**Exercise instructions:**
Make an exact copy of the lines below.

(Information given)

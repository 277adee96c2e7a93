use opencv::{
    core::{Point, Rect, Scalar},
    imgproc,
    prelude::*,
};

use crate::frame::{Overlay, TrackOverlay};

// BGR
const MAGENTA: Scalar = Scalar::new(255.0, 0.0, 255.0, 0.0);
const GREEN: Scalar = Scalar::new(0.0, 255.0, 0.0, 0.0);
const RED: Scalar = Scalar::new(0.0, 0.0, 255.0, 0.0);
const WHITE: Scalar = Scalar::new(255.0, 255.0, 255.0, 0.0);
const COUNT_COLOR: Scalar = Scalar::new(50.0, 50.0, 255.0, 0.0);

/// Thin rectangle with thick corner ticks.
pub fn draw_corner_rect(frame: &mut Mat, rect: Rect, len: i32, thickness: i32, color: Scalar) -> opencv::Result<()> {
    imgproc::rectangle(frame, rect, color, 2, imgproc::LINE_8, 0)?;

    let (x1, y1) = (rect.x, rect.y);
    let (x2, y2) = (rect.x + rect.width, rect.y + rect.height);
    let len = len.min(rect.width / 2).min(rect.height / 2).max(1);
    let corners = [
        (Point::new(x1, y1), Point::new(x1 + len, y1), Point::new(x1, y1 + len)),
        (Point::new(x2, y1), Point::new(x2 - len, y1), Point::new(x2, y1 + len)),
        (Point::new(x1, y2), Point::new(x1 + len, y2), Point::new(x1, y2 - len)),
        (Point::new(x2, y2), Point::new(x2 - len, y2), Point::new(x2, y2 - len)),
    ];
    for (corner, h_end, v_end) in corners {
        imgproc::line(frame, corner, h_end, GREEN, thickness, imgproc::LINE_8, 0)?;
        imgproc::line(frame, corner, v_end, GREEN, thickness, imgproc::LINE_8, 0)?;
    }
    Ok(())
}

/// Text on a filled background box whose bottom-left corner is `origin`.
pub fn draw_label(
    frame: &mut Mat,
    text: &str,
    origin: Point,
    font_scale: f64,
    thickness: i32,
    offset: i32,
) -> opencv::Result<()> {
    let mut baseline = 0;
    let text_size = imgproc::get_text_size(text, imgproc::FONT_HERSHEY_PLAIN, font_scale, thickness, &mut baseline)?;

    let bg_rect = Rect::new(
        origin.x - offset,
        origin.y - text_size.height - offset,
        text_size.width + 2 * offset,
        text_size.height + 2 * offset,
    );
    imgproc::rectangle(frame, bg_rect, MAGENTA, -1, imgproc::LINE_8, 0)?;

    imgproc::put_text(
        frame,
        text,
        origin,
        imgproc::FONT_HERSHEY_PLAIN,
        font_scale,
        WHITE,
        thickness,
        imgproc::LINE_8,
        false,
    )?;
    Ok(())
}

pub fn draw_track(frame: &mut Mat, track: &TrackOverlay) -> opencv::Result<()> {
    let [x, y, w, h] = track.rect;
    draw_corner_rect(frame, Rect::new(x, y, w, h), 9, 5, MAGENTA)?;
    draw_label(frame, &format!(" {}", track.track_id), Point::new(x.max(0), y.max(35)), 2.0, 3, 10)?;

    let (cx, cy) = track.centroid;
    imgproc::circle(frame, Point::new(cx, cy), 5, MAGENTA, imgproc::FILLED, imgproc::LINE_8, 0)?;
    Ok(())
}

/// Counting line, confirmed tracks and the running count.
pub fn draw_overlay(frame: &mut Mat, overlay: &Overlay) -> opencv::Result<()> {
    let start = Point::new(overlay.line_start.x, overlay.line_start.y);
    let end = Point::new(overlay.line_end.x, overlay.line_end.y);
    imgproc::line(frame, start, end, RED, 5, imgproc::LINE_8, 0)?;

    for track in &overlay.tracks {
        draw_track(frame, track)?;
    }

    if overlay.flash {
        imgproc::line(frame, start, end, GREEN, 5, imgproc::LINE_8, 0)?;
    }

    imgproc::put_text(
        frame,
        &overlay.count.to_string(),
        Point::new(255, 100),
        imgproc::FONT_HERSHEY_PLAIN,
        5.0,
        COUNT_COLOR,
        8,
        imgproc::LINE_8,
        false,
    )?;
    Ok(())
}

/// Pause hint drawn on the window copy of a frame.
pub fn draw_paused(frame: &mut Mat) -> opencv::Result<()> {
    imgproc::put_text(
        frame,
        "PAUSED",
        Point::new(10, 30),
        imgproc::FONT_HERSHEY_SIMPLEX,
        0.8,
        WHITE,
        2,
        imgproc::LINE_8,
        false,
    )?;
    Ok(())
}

(End Information given)

**Solution below:**
repository 277adee96c2e7a93
use opencv::{
    core::{Point, Rect, Scalar},
    imgproc,
    prelude::*,
};

use crate::frame::{Overlay, TrackOverlay};

// BGR
const MAGENTA: Scalar = Scalar::new(255.0, 0.0, 255.0, 0.0);
const GREEN: Scalar = Scalar::new(0.0, 255.0, 0.0, 0.0);
const RED: Scalar = Scalar::new(0.0, 0.0, 255.0, 0.0);
const WHITE: Scalar = Scalar::new(255.0, 255.0, 255.0, 0.0);
const COUNT_COLOR: Scalar = Scalar::new(50.0, 50.0, 255.0, 0.0);

/// Thin rectangle with thick corner ticks.
pub fn draw_corner_rect(frame: &mut Mat, rect: Rect, len: i32, thickness: i32, color: Scalar) -> opencv::Result<()> {
    imgproc::rectangle(frame, rect, color, 2, imgproc::LINE_8, 0)?;

    let (x1, y1) = (rect.x, rect.y);
    let (x2, y2) = (rect.x + rect.width, rect.y + rect.height);
    let len = len.min(rect.width / 2).min(rect.height / 2).max(1);
    let corners = [
        (Point::new(x1, y1), Point::new(x1 + len, y1), Point::new(x1, y1 + len)),
        (Point::new(x2, y1), Point::new(x2 - len, y1), Point::new(x2, y1 + len)),
        (Point::new(x1, y2), Point::new(x1 + len, y2), Point::new(x1, y2 - len)),
        (Point::new(x2, y2), Point::new(x2 - len, y2), Point::new(x2, y2 - len)),
    ];
    for (corner, h_end, v_end) in corners {
        imgproc::line(frame, corner, h_end, GREEN, thickness, imgproc::LINE_8, 0)?;
        imgproc::line(frame, corner, v_end, GREEN, thickness, imgproc::LINE_8, 0)?;
    }
    Ok(())
}

/// Text on a filled background box whose bottom-left corner is `origin`.
pub fn draw_label(
    frame: &mut Mat,
    text: &str,
    origin: Point,
    font_scale: f64,
    thickness: i32,
    offset: i32,
) -> opencv::Result<()> {
    let mut baseline = 0;
    let text_size = imgproc::get_text_size(text, imgproc::FONT_HERSHEY_PLAIN, font_scale, thickness, &mut baseline)?;

    let bg_rect = Rect::new(
        origin.x - offset,
        origin.y - text_size.height - offset,
        text_size.width + 2 * offset,
        text_size.height + 2 * offset,
    );
    imgproc::rectangle(frame, bg_rect, MAGENTA, -1, imgproc::LINE_8, 0)?;

    imgproc::put_text(
        frame,
        text,
        origin,
        imgproc::FONT_HERSHEY_PLAIN,
        font_scale,
        WHITE,
        thickness,
        imgproc::LINE_8,
        false,
    )?;
    Ok(())
}

pub fn draw_track(frame: &mut Mat, track: &TrackOverlay) -> opencv::Result<()> {
    let [x, y, w, h] = track.rect;
    draw_corner_rect(frame, Rect::new(x, y, w, h), 9, 5, MAGENTA)?;
    draw_label(frame, &format!(" {}", track.track_id), Point::new(x.max(0), y.max(35)), 2.0, 3, 10)?;

    let (cx, cy) = track.centroid;
    imgproc::circle(frame, Point::new(cx, cy), 5, MAGENTA, imgproc::FILLED, imgproc::LINE_8, 0)?;
    Ok(())
}

/// Counting line, confirmed tracks and the running count.
pub fn draw_overlay(frame: &mut Mat, overlay: &Overlay) -> opencv::Result<()> {
    let start = Point::new(overlay.line_start.x, overlay.line_start.y);
    let end = Point::new(overlay.line_end.x, overlay.line_end.y);
    imgproc::line(frame, start, end, RED, 5, imgproc::LINE_8, 0)?;

    for track in &overlay.tracks {
        draw_track(frame, track)?;
    }

    if overlay.flash {
        imgproc::line(frame, start, end, GREEN, 5, imgproc::LINE_8, 0)?;
    }

    imgproc::put_text(
        frame,
        &overlay.count.to_string(),
        Point::new(255, 100),
        imgproc::FONT_HERSHEY_PLAIN,
        5.0,
        COUNT_COLOR,
        8,
        imgproc::LINE_8,
        false,
    )?;
    Ok(())
}

/// Pause hint drawn on the window copy of a frame.
pub fn draw_paused(frame: &mut Mat) -> opencv::Result<()> {
    imgproc::put_text(
        frame,
        "PAUSED",
        Point::new(10, 30),
        imgproc::FONT_HERSHEY_SIMPLEX,
        0.8,
        WHITE,
        2,
        imgproc::LINE_8,
        false,
    )?;
    Ok(())
}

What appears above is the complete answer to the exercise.